Published on: 4 Mar, 2013
Updated on: 5 Mar, 2013

TGDN Dragonby Martin Giles

We are often asked why did you start The Guildford Dragon NEWS and, even more frequently, why ‘Dragon’?

A forerunner of the Guildford Dragon NEWS was the St Catherine’s Village Website. Within St Catherine’s Village, which lies on the south west edge of Guildford, St Catherine’s Hill is a notable pre-historic site on which sits the remains of a 14th century chapel.

Before it was called St Catherine’s Hill is was known as Drake or Draco Hill, Drake and Draco being old English for Dragon. In English mythology it was often believed that Dragons guarded sacred sites and the hill, right by the river, with its freshwater springs, was one such place. So the Dragon was a guardian and from St Catherine’s, and when someone suggested it would be a good name for our planned online newspaper for Guildford we agreed. Another advantage is that it is, we hope, memorable.

So why did we create The Guildford Dragon NEWS? I was bitten by the journalism bug in the 1980s in Canada when I worked as a reporter. Although unable to pursue it as a career on my return to England it remained a latent ambition which was behind my decision to create the St Catherine’s Village website.

David Rose, with his 20 years plus experience in local journalism and as an author of local history books, was involved from the outset, particularly with the local history content. When in 2011 we both became free of other work commitments we decided to create an news website exclusively for Guildford.

we wanted to encourage participation in local politics so that decision making becomes more democratic

We wanted to produce a news service dedicated to Guildford town and as much of the borough as possible. Without affiliation to, or even sympathy with, any political party we wanted to encourage participation in local politics so that decision making becomes more democratic. We also wanted to increase civic pride, partly by encouraging an interest in the town’s past but also by an interest in it’s current maintenance and, perhaps most importantly, it’s future.

With that in mind, and with use of a modern medium, we hoped that we could attract more younger readers and those who, up until now, might have felt that local news was not important to them. We strongly believe it is, it is important to all of us. Local events, plans and conditions often affect us much more, in our day to day lives, than national and global events, very important though they undoubtedly are.

Local events… often affect us much more… than national and global events

We took time to build up our already extensive network particularly in the council but in other areas too and we selected a design for the website that purposely reflected a newspaper, as we wanted readers to feel that it was an online newspaper with the best of newspaper standards.

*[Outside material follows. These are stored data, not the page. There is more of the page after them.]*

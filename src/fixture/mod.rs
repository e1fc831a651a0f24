//! Declarative temp-directory trees for tests.
//!
//! A [`RootFixture`] owns every node of the tree. Attaching a directory,
//! repository or file returns a small `Copy` handle ([`DirId`], [`RepoId`],
//! [`FileId`]) that indexes back into the root, e.g. `root[file].path()`.
//! Nodes record their parent as a [`ParentId`]; the root is the only owner.
//!
//! ```no_run
//! use fixture_tree::{DirArgs, FileArgs, RootFixture};
//!
//! let mut root = RootFixture::new("my-test");
//! let proj = root.add_repo("proj", DirArgs::new());
//! let main = root.within(proj).add_file("main.txt", FileArgs::new().content("hi"));
//! root.create().expect("fixture tree");
//!
//! assert!(root[proj].git_path().is_dir());
//! assert_eq!(std::fs::read_to_string(root[main].path()).unwrap(), "hi");
//! ```

mod dir;
mod file;
mod repo;
mod root;

use std::path::{Path, PathBuf};

pub use dir::{DirArgs, DirFixture};
pub use file::{ContentFn, FileArgs, FileContent, FileFixture};
pub use repo::{RepoFixture, MARKER_DIR};
pub use root::{Attach, RootFixture};

use crate::error::{CreateFailures, FixtureError, FixtureKind};
use crate::report::Reporter;

/// Mode used for directories when none is given (`rwxr-xr-x`).
pub const DEFAULT_DIR_PERMISSIONS: u32 = 0o755;
/// Mode used for files when none is given (`rw-r--r--`).
pub const DEFAULT_FILE_PERMISSIONS: u32 = 0o644;

/// Position of a directory or repository node inside its root.
#[derive(Debug, Clone, Copy, PartialEq, Eq, Hash)]
pub struct NodeId(pub(crate) usize);

/// Handle to a directory fixture.
#[derive(Debug, Clone, Copy, PartialEq, Eq, Hash)]
pub struct DirId(pub(crate) NodeId);

/// Handle to a repository fixture.
#[derive(Debug, Clone, Copy, PartialEq, Eq, Hash)]
pub struct RepoId(pub(crate) NodeId);

/// Handle to a file fixture.
#[derive(Debug, Clone, Copy, PartialEq, Eq, Hash)]
pub struct FileId(pub(crate) usize);

/// Non-owning reference from a node to the node that contains it.
#[derive(Debug, Clone, Copy, PartialEq, Eq, Hash)]
pub enum ParentId {
    Root,
    Node(NodeId),
}

impl From<DirId> for ParentId {
    fn from(id: DirId) -> Self {
        ParentId::Node(id.0)
    }
}

impl From<RepoId> for ParentId {
    fn from(id: RepoId) -> Self {
        ParentId::Node(id.0)
    }
}

impl From<NodeId> for ParentId {
    fn from(id: NodeId) -> Self {
        ParentId::Node(id)
    }
}

/// What every container fixture (root, directory, repository) can answer.
pub trait Fixture {
    /// Absolute path of the created directory. Panics before creation.
    fn dir(&self) -> &Path;
    /// Path relative to the root fixture; empty for the root itself.
    fn relative_path(&self) -> &Path;
}

/// The closed set of container nodes stored in the root's arena.
#[derive(Debug)]
pub(crate) enum Node {
    Dir(DirFixture),
    Repo(RepoFixture),
}

impl Node {
    pub(crate) fn as_dir(&self) -> &DirFixture {
        match self {
            Node::Dir(d) => d,
            Node::Repo(r) => &r.dir,
        }
    }

    pub(crate) fn as_dir_mut(&mut self) -> &mut DirFixture {
        match self {
            Node::Dir(d) => d,
            Node::Repo(r) => &mut r.dir,
        }
    }

    /// Create this node's own directory (and marker, for repositories)
    /// under `parent_dir`, returning the resolved path.
    pub(crate) fn create_in(&mut self, parent_dir: &Path, failures: &mut Failures<'_>) -> PathBuf {
        match self {
            Node::Dir(d) => d.create_in(parent_dir, failures),
            Node::Repo(r) => r.create_in(parent_dir, failures),
        }
    }

    pub(crate) fn as_fixture(&self) -> &dyn Fixture {
        match self {
            Node::Dir(d) => d,
            Node::Repo(r) => r,
        }
    }
}

/// Collects failures during a create walk and forwards each one to the
/// reporter as it happens.
pub(crate) struct Failures<'a> {
    reporter: &'a dyn Reporter,
    errors: Vec<FixtureError>,
}

impl<'a> Failures<'a> {
    pub(crate) fn new(reporter: &'a dyn Reporter) -> Self {
        Self {
            reporter,
            errors: Vec::new(),
        }
    }

    pub(crate) fn record(&mut self, err: FixtureError) {
        self.reporter.report(&err);
        self.errors.push(err);
    }

    pub(crate) fn into_result(self) -> Result<(), CreateFailures> {
        if self.errors.is_empty() {
            Ok(())
        } else {
            Err(CreateFailures(self.errors))
        }
    }
}

#[track_caller]
pub(crate) fn require_created<'p>(
    path: Option<&'p PathBuf>,
    kind: FixtureKind,
    name: &Path,
) -> &'p Path {
    match path {
        Some(p) => p,
        None => panic!("{}", FixtureError::not_created(kind, name.display().to_string())),
    }
}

We did not have large sums of money to invest in publicity and we knew that would restrict the rate readership growth but we have deliberately concentrated our resources on producing news stories for the residents of Guildford using our local knowledge and contacts as much as possible.

We remain a lean machine and we cannot, yet, give as comprehensive a service as we hope to eventually. Nonetheless we are frequently first with Guildford stories which are produced with extensive local knowledge. This allows them to be put it into a historical and local political/economic context.

Eventually, we hope to develop further our business coverage, commerce being of major importance to the success of our town, not just retail but the professional services and burgeoning technology sectors that have found homes here.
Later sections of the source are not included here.